▶ [AIM OF THE EXERCISE]
Give only a number in reply. It should be how many lines in the records contain the string "pointermove".

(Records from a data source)
○ ○ ○ ○ ○
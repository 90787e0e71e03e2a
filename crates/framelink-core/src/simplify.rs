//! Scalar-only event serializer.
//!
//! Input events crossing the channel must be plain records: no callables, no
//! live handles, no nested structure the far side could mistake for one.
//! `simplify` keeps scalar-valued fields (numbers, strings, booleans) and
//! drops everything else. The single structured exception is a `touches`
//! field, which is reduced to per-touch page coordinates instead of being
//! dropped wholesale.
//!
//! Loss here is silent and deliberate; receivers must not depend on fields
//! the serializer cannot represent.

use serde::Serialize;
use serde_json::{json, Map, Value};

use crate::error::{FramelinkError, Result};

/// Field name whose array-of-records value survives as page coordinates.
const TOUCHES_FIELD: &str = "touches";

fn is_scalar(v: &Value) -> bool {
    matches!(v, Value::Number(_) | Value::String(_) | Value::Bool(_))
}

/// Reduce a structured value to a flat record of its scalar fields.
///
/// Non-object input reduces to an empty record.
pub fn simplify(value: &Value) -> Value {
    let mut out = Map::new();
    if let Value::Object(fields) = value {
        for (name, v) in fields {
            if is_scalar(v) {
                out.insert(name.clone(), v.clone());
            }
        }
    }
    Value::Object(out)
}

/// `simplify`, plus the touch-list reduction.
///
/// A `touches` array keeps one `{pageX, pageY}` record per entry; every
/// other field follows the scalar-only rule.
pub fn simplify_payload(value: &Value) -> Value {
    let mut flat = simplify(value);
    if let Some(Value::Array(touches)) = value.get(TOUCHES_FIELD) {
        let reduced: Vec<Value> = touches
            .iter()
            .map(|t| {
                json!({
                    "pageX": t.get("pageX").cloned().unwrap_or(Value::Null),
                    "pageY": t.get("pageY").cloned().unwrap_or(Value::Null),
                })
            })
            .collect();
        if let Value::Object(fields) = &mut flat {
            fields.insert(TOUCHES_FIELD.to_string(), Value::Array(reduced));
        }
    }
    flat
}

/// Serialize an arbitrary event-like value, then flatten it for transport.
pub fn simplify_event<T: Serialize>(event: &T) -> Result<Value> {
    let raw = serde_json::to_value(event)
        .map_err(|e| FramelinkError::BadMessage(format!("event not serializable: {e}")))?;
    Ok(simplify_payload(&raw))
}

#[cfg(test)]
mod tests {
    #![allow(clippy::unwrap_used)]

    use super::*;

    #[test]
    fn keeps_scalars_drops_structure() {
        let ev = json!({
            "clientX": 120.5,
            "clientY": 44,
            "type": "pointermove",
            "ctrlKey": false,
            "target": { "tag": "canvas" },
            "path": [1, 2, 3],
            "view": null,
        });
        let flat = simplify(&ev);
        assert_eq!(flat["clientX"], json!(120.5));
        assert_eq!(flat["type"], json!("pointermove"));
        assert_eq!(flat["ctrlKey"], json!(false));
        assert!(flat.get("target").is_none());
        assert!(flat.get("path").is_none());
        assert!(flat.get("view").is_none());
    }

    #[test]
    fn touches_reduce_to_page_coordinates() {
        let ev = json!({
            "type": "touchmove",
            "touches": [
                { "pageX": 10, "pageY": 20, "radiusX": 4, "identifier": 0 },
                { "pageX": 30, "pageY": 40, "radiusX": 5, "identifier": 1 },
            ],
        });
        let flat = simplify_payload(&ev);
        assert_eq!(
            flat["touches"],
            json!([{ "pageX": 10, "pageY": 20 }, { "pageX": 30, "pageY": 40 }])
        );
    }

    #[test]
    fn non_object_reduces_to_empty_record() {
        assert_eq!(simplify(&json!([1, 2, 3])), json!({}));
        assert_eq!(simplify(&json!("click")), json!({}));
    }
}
○ ○ ○ ○ ○
▶ [TASK RESPONSE]
2